#### [What is being asked]
Each entry must be duplicated precisely, with nothing left out.

[Dataset records]

◆ ◆ ◆

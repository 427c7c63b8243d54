use super::*;
use crate::traits::log::{Event, GlobalLog, LogSink};
use crate::traits::sensors::Sensor;
use embassy_sync::blocking_mutex::raw::RawMutex;
use embassy_sync::mutex::Mutex;

/// Calibration state machine for one device identity.
///
/// The store is guarded by a per-device lock, so concurrent actions for the
/// same device are applied one after the other. Actions for other devices go
/// through their own workflow and never contend for this lock.
pub struct CalibrationWorkflow<M, St, L = GlobalLog>
where
    M: RawMutex,
    St: SessionStore,
    L: LogSink,
{
    device: Identity,
    channel: Channel,
    store: Mutex<M, St>,
    log: L,
}

impl<M, St> CalibrationWorkflow<M, St, GlobalLog>
where
    M: RawMutex,
    St: SessionStore,
{
    pub fn new(device: Identity, channel: Channel, store: St) -> Self {
        Self::with_log(device, channel, store, GlobalLog)
    }
}

impl<M, St, L> CalibrationWorkflow<M, St, L>
where
    M: RawMutex,
    St: SessionStore,
    L: LogSink,
{
    pub fn with_log(device: Identity, channel: Channel, store: St, log: L) -> Self {
        Self {
            device,
            channel,
            store: Mutex::new(store),
            log,
        }
    }

    pub fn device(&self) -> &str {
        self.device.as_str()
    }

    pub fn channel(&self) -> Channel {
        self.channel
    }

    /// Current stage and point count, without changing anything.
    pub async fn status(&self) -> Result<CalibrationStatus, CalibrationError> {
        let mut store = self.store.lock().await;
        Ok(store
            .load(&self.device)
            .await?
            .map(|s| s.status())
            .unwrap_or(CalibrationStatus::IDLE))
    }

    /// Applies `action`. Rejected or failed actions leave the stored session
    /// exactly as it was.
    pub async fn handle<S: Sensor>(
        &self,
        sensor: &mut S,
        action: CalibrationAction,
    ) -> Result<CalibrationStatus, CalibrationError> {
        if sensor.config().identity != self.device {
            return Err(CalibrationError::UnknownDevice);
        }

        let mut store = self.store.lock().await;
        let current = store.load(&self.device).await?;
        let from = current.as_ref().map(|s| s.stage).unwrap_or(Stage::Idle);
        let kind = action.kind();

        if kind.next(from).is_none() {
            return Err(self.reject(
                kind,
                from,
                CalibrationStateError {
                    stage: from,
                    action: kind,
                }
                .into(),
            ));
        }

        let status = match (action, current) {
            (CalibrationAction::Begin, _) => {
                let session = CalibrationSession::new(self.device.clone(), self.channel);
                store.save(&session).await?;
                session.status()
            }
            (CalibrationAction::SubmitPoint(reference), Some(mut session)) => {
                if !reference.is_finite() {
                    return Err(self.reject(kind, from, CalibrationError::InvalidReference));
                }
                if session.contains_reference(reference) {
                    return Err(self.reject(kind, from, CalibrationError::DuplicatePoint));
                }
                if session.points.is_full() {
                    return Err(self.reject(kind, from, CalibrationError::SessionFull));
                }
                let measurement = sensor.acquire().await?;
                let raw = measurement.value(session.channel);
                session
                    .points
                    .push(CalibrationPoint { raw, reference })
                    .map_err(|_| CalibrationError::SessionFull)?;
                session.stage = Stage::AwaitingNextPoint;
                store.save(&session).await?;
                session.status()
            }
            (CalibrationAction::Finish, Some(mut session)) => {
                session.stage = Stage::Completed;
                store.save(&session).await?;
                session.status()
            }
            (CalibrationAction::Clear, Some(session)) => {
                // already handed to the sensor by a Clear whose removal failed
                let applied = match session.applied {
                    Some(calibration) => Some(calibration),
                    None => self.apply(&mut *store, sensor, session).await?,
                };
                store.remove(&self.device).await?;
                CalibrationStatus {
                    applied,
                    ..CalibrationStatus::IDLE
                }
            }
            (CalibrationAction::Abort, _) => {
                store.remove(&self.device).await?;
                CalibrationStatus::IDLE
            }
            // every other combination was rejected by the transition table
            (_, None) => {
                return Err(CalibrationStateError {
                    stage: from,
                    action: kind,
                }
                .into())
            }
        };

        self.log.record(&Event::CalibrationTransition {
            device: self.device.as_str(),
            action: kind,
            from,
            to: status.stage,
        });
        Ok(status)
    }

    fn reject(&self, action: ActionKind, stage: Stage, error: CalibrationError) -> CalibrationError {
        self.log.record(&Event::CalibrationRejected {
            device: self.device.as_str(),
            action,
            stage,
            error,
        });
        error
    }

    /// Fits the session and hands the correction to the sensor.
    ///
    /// The fit is stored in the session before the sensor sees it, so the
    /// correction reaches the sensor at most once even if the session cannot
    /// be removed afterwards. If the sensor refuses it, the session is stored
    /// back as it was.
    async fn apply<S: Sensor>(
        &self,
        store: &mut St,
        sensor: &mut S,
        session: CalibrationSession,
    ) -> Result<Option<LinearCalibration>, CalibrationError> {
        let calibration = match LinearCalibration::fit(&session.points) {
            Some(calibration) => calibration,
            None => return Ok(None),
        };
        let mut committed = session.clone();
        committed.applied = Some(calibration);
        store.save(&committed).await?;

        match sensor.calibrate(session.channel, &calibration).await {
            Ok(()) => {
                self.log.record(&Event::CalibrationApplied {
                    device: self.device.as_str(),
                    channel: session.channel,
                    calibration,
                });
                Ok(Some(calibration))
            }
            Err(AcquisitionError::Unsupported) => {
                warn!(
                    "[{}] sensor does not support calibration, discarding session",
                    self.device.as_str()
                );
                store.save(&session).await?;
                Ok(None)
            }
            Err(e) => {
                store.save(&session).await?;
                Err(e.into())
            }
        }
    }
}

/// Fixed set of workflows, looked up by device identity.
pub struct Calibrations<M, St, L, const N: usize>
where
    M: RawMutex,
    St: SessionStore,
    L: LogSink,
{
    workflows: heapless::Vec<CalibrationWorkflow<M, St, L>, N>,
}

impl<M, St, L, const N: usize> Default for Calibrations<M, St, L, N>
where
    M: RawMutex,
    St: SessionStore,
    L: LogSink,
{
    fn default() -> Self {
        Self::new()
    }
}

impl<M, St, L, const N: usize> Calibrations<M, St, L, N>
where
    M: RawMutex,
    St: SessionStore,
    L: LogSink,
{
    pub fn new() -> Self {
        Self {
            workflows: heapless::Vec::new(),
        }
    }

    /// Registers a workflow. Gives it back if the registry is full or the
    /// identity is already registered.
    pub fn register(
        &mut self,
        workflow: CalibrationWorkflow<M, St, L>,
    ) -> Result<(), CalibrationWorkflow<M, St, L>> {
        if self.get(workflow.device()).is_some() {
            return Err(workflow);
        }
        self.workflows.push(workflow)
    }

    pub fn get(&self, device: &str) -> Option<&CalibrationWorkflow<M, St, L>> {
        self.workflows.iter().find(|w| w.device() == device)
    }

    pub async fn handle<S: Sensor>(
        &self,
        device: &str,
        sensor: &mut S,
        action: CalibrationAction,
    ) -> Result<CalibrationStatus, CalibrationError> {
        match self.get(device) {
            Some(workflow) => workflow.handle(sensor, action).await,
            None => Err(CalibrationError::UnknownDevice),
        }
    }
}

◆ ◆ ◆

#### [Task output]
repository 427c7c63b8243d54
use super::*;
use crate::traits::log::{Event, GlobalLog, LogSink};
use crate::traits::sensors::Sensor;
use embassy_sync::blocking_mutex::raw::RawMutex;
use embassy_sync::mutex::Mutex;

/// Calibration state machine for one device identity.
///
/// The store is guarded by a per-device lock, so concurrent actions for the
/// same device are applied one after the other. Actions for other devices go
/// through their own workflow and never contend for this lock.
pub struct CalibrationWorkflow<M, St, L = GlobalLog>
where
    M: RawMutex,
    St: SessionStore,
    L: LogSink,
{
    device: Identity,
    channel: Channel,
    store: Mutex<M, St>,
    log: L,
}

impl<M, St> CalibrationWorkflow<M, St, GlobalLog>
where
    M: RawMutex,
    St: SessionStore,
{
    pub fn new(device: Identity, channel: Channel, store: St) -> Self {
        Self::with_log(device, channel, store, GlobalLog)
    }
}

impl<M, St, L> CalibrationWorkflow<M, St, L>
where
    M: RawMutex,
    St: SessionStore,
    L: LogSink,
{
    pub fn with_log(device: Identity, channel: Channel, store: St, log: L) -> Self {
        Self {
            device,
            channel,
            store: Mutex::new(store),
            log,
        }
    }

    pub fn device(&self) -> &str {
        self.device.as_str()
    }

    pub fn channel(&self) -> Channel {
        self.channel
    }

    /// Current stage and point count, without changing anything.
    pub async fn status(&self) -> Result<CalibrationStatus, CalibrationError> {
        let mut store = self.store.lock().await;
        Ok(store
            .load(&self.device)
            .await?
            .map(|s| s.status())
            .unwrap_or(CalibrationStatus::IDLE))
    }

    /// Applies `action`. Rejected or failed actions leave the stored session
    /// exactly as it was.
    pub async fn handle<S: Sensor>(
        &self,
        sensor: &mut S,
        action: CalibrationAction,
    ) -> Result<CalibrationStatus, CalibrationError> {
        if sensor.config().identity != self.device {
            return Err(CalibrationError::UnknownDevice);
        }

        let mut store = self.store.lock().await;
        let current = store.load(&self.device).await?;
        let from = current.as_ref().map(|s| s.stage).unwrap_or(Stage::Idle);
        let kind = action.kind();

        if kind.next(from).is_none() {
            return Err(self.reject(
                kind,
                from,
                CalibrationStateError {
                    stage: from,
                    action: kind,
                }
                .into(),
            ));
        }

        let status = match (action, current) {
            (CalibrationAction::Begin, _) => {
                let session = CalibrationSession::new(self.device.clone(), self.channel);
                store.save(&session).await?;
                session.status()
            }
            (CalibrationAction::SubmitPoint(reference), Some(mut session)) => {
                if !reference.is_finite() {
                    return Err(self.reject(kind, from, CalibrationError::InvalidReference));
                }
                if session.contains_reference(reference) {
                    return Err(self.reject(kind, from, CalibrationError::DuplicatePoint));
                }
                if session.points.is_full() {
                    return Err(self.reject(kind, from, CalibrationError::SessionFull));
                }
                let measurement = sensor.acquire().await?;
                let raw = measurement.value(session.channel);
                session
                    .points
                    .push(CalibrationPoint { raw, reference })
                    .map_err(|_| CalibrationError::SessionFull)?;
                session.stage = Stage::AwaitingNextPoint;
                store.save(&session).await?;
                session.status()
            }
            (CalibrationAction::Finish, Some(mut session)) => {
                session.stage = Stage::Completed;
                store.save(&session).await?;
                session.status()
            }
            (CalibrationAction::Clear, Some(session)) => {
                // already handed to the sensor by a Clear whose removal failed
                let applied = match session.applied {
                    Some(calibration) => Some(calibration),
                    None => self.apply(&mut *store, sensor, session).await?,
                };
                store.remove(&self.device).await?;
                CalibrationStatus {
                    applied,
                    ..CalibrationStatus::IDLE
                }
            }
            (CalibrationAction::Abort, _) => {
                store.remove(&self.device).await?;
                CalibrationStatus::IDLE
            }
            // every other combination was rejected by the transition table
            (_, None) => {
                return Err(CalibrationStateError {
                    stage: from,
                    action: kind,
                }
                .into())
            }
        };

        self.log.record(&Event::CalibrationTransition {
            device: self.device.as_str(),
            action: kind,
            from,
            to: status.stage,
        });
        Ok(status)
    }

    fn reject(&self, action: ActionKind, stage: Stage, error: CalibrationError) -> CalibrationError {
        self.log.record(&Event::CalibrationRejected {
            device: self.device.as_str(),
            action,
            stage,
            error,
        });
        error
    }

    /// Fits the session and hands the correction to the sensor.
    ///
    /// The fit is stored in the session before the sensor sees it, so the
    /// correction reaches the sensor at most once even if the session cannot
    /// be removed afterwards. If the sensor refuses it, the session is stored
    /// back as it was.
    async fn apply<S: Sensor>(
        &self,
        store: &mut St,
        sensor: &mut S,
        session: CalibrationSession,
    ) -> Result<Option<LinearCalibration>, CalibrationError> {
        let calibration = match LinearCalibration::fit(&session.points) {
            Some(calibration) => calibration,
            None => return Ok(None),
        };
        let mut committed = session.clone();
        committed.applied = Some(calibration);
        store.save(&committed).await?;

        match sensor.calibrate(session.channel, &calibration).await {
            Ok(()) => {
                self.log.record(&Event::CalibrationApplied {
                    device: self.device.as_str(),
                    channel: session.channel,
                    calibration,
                });
                Ok(Some(calibration))
            }
            Err(AcquisitionError::Unsupported) => {
                warn!(
                    "[{}] sensor does not support calibration, discarding session",
                    self.device.as_str()
                );
                store.save(&session).await?;
                Ok(None)
            }
            Err(e) => {
                store.save(&session).await?;
                Err(e.into())
            }
        }
    }
}

/// Fixed set of workflows, looked up by device identity.
pub struct Calibrations<M, St, L, const N: usize>
where
    M: RawMutex,
    St: SessionStore,
    L: LogSink,
{
    workflows: heapless::Vec<CalibrationWorkflow<M, St, L>, N>,
}

impl<M, St, L, const N: usize> Default for Calibrations<M, St, L, N>
where
    M: RawMutex,
    St: SessionStore,
    L: LogSink,
{
    fn default() -> Self {
        Self::new()
    }
}

impl<M, St, L, const N: usize> Calibrations<M, St, L, N>
where
    M: RawMutex,
    St: SessionStore,
    L: LogSink,
{
    pub fn new() -> Self {
        Self {
            workflows: heapless::Vec::new(),
        }
    }

    /// Registers a workflow. Gives it back if the registry is full or the
    /// identity is already registered.
    pub fn register(
        &mut self,
        workflow: CalibrationWorkflow<M, St, L>,
    ) -> Result<(), CalibrationWorkflow<M, St, L>> {
        if self.get(workflow.device()).is_some() {
            return Err(workflow);
        }
        self.workflows.push(workflow)
    }

    pub fn get(&self, device: &str) -> Option<&CalibrationWorkflow<M, St, L>> {
        self.workflows.iter().find(|w| w.device() == device)
    }

    pub async fn handle<S: Sensor>(
        &self,
        device: &str,
        sensor: &mut S,
        action: CalibrationAction,
    ) -> Result<CalibrationStatus, CalibrationError> {
        match self.get(device) {
            Some(workflow) => workflow.handle(sensor, action).await,
            None => Err(CalibrationError::UnknownDevice),
        }
    }
}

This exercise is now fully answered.